_SUPPLIED INFORMATION_.
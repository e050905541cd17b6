use linsolve::{DynMatrix, DynVector, GaussJordan, LinearSolver, MatrixRef};

/// Split one `n x (n+1)` buffer into its coefficient block and rhs column.
#[test]
fn augmented_buffer_through_views() {
    let n = 3;
    let mut aug = DynMatrix::zeros(n, n + 1, 0.0_f64);
    let a = DynMatrix::from_rows(n, n, &[1.0, 2.0, 3.0, 4.0, 5.0, 6.0, 7.0, 8.0, 10.0]);
    aug.view_mut(0, 0, n, n).copy_from(&a);
    aug.col_mut(n).copy_from_slice(&[1.0, 2.0, 3.0]);

    assert_eq!(aug.row_slice(0), &[1.0, 2.0, 3.0, 1.0]);
    assert_eq!(aug.row_slice(2), &[7.0, 8.0, 10.0, 3.0]);

    let block = aug.view(0, 0, n, n);
    assert_eq!(block.to_matrix(), a);
    let rhs = aug.col(n);
    assert_eq!(rhs.to_vector().as_slice(), &[1.0, 2.0, 3.0]);
}

#[test]
fn views_translate_into_backing_coordinates() {
    let m = DynMatrix::from_fn(5, 6, |i, j| (10 * i + j) as f64);
    let v = m.view(1, 2, 3, 3);
    for i in 0..3 {
        for j in 0..3 {
            assert_eq!(v[(i, j)], m[(1 + i, 2 + j)]);
        }
    }
    assert_eq!(v.row(2)[0], 32.0);
    assert_eq!(v.col(1)[2], 33.0);
    assert_eq!(MatrixRef::nrows(&v), 3);
}

#[test]
#[should_panic(expected = "index out of range")]
fn view_rejects_local_overflow() {
    let m = DynMatrix::zeros(4, 4, 0.0_f64);
    let v = m.view(0, 0, 2, 2);
    // (2, 0) is inside the backing matrix but outside the view.
    let _ = v[(2, 0)];
}

#[test]
fn vector_window_over_solution() {
    let mut solver = GaussJordan::<f64>::with_dim(4);
    for i in 0..4 {
        *solver.a_mut(i, i) = 2.0;
        *solver.b_mut(i) = (i + 1) as f64;
    }
    let mut x = DynVector::zeros(4, 0.0);
    solver.solve(&mut x);
    let tail = x.window(2, 2);
    assert_eq!(tail[0], 1.5);
    assert_eq!(tail[1], 2.0);
}

#[test]
fn solver_exposes_coefficients_as_view() {
    let mut solver = GaussJordan::<f64>::with_dim(2);
    *solver.a_mut(1, 0) = 5.0;
    let a = solver.a_view();
    assert_eq!(a.row(1).to_vector().as_slice(), &[5.0, 0.0]);
    assert_eq!(solver.a(1, 0), 5.0);
}
use clap::{Args, Parser, Subcommand};
use luftdaten::SensorType;

#[derive(Parser)]
#[command(name = "luftdaten", version, about = "luftdaten.info sensor API client")]
pub struct Cli {
    /// Per-request timeout; overrides LUFTDATEN_TIMEOUT_SECS.
    #[arg(long, global = true, value_parser = clap::value_parser!(u64).range(1..))]
    pub timeout_secs: Option<u64>,
    #[command(subcommand)]
    pub command: Commands,
}

#[derive(Subcommand)]
pub enum Commands {
    /// Print the newest reading of a public sensor.
    Fetch(FetchArgs),
    /// Exit non-zero when the sensor has no readings.
    Validate(ValidateArgs),
    /// Submit measurements to the push endpoint.
    Push(PushArgs),
    /// List supported sensor models and their pin codes.
    SensorTypes,
}

#[derive(Args)]
pub struct FetchArgs {
    pub sensor_id: u64,
    #[arg(long, default_value_t = false)]
    pub json: bool,
}

#[derive(Args)]
pub struct ValidateArgs {
    pub sensor_id: u64,
}

#[derive(Args)]
pub struct PushArgs {
    #[arg(long)]
    pub sensor_type: SensorType,
    /// Defaults to LUFTDATEN_CHIP_ID.
    #[arg(long)]
    pub chip_id: Option<String>,
    #[arg(long)]
    pub software_version: Option<String>,
    #[arg(long, default_value_t = false)]
    pub strict: bool,
    /// Measurements as NAME=VALUE, e.g. P1=10.5
    #[arg(required = true, value_parser = parse_reading)]
    pub readings: Vec<(String, f64)>,
}

pub fn parse_reading(raw: &str) -> Result<(String, f64), String> {
    let (name, value) = raw
        .split_once('=')
        .ok_or_else(|| format!("expected NAME=VALUE, got {raw:?}"))?;
    let name = name.trim();
    if name.is_empty() {
        return Err(format!("missing measurement name in {raw:?}"));
    }
    let value = value
        .trim()
        .parse::<f64>()
        .map_err(|_| format!("{name}: {value:?} is not a number"))?;
    Ok((name.to_string(), value))
}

_WHAT YOU NEED TO DO_.
Set down, exactly as they stand above, the lines starting with the line with "assert_eq!(MatrixRef::nrows(&v), 3);" and going on through the line with "outside the view.", and no others.

_ANSWER FOR THIS EXERCISE_.
    assert_eq!(MatrixRef::nrows(&v), 3);
}

#[test]
#[should_panic(expected = "index out of range")]
fn view_rejects_local_overflow() {
    let m = DynMatrix::zeros(4, 4, 0.0_f64);
    let v = m.view(0, 0, 2, 2);
    // (2, 0) is inside the backing matrix but outside the view.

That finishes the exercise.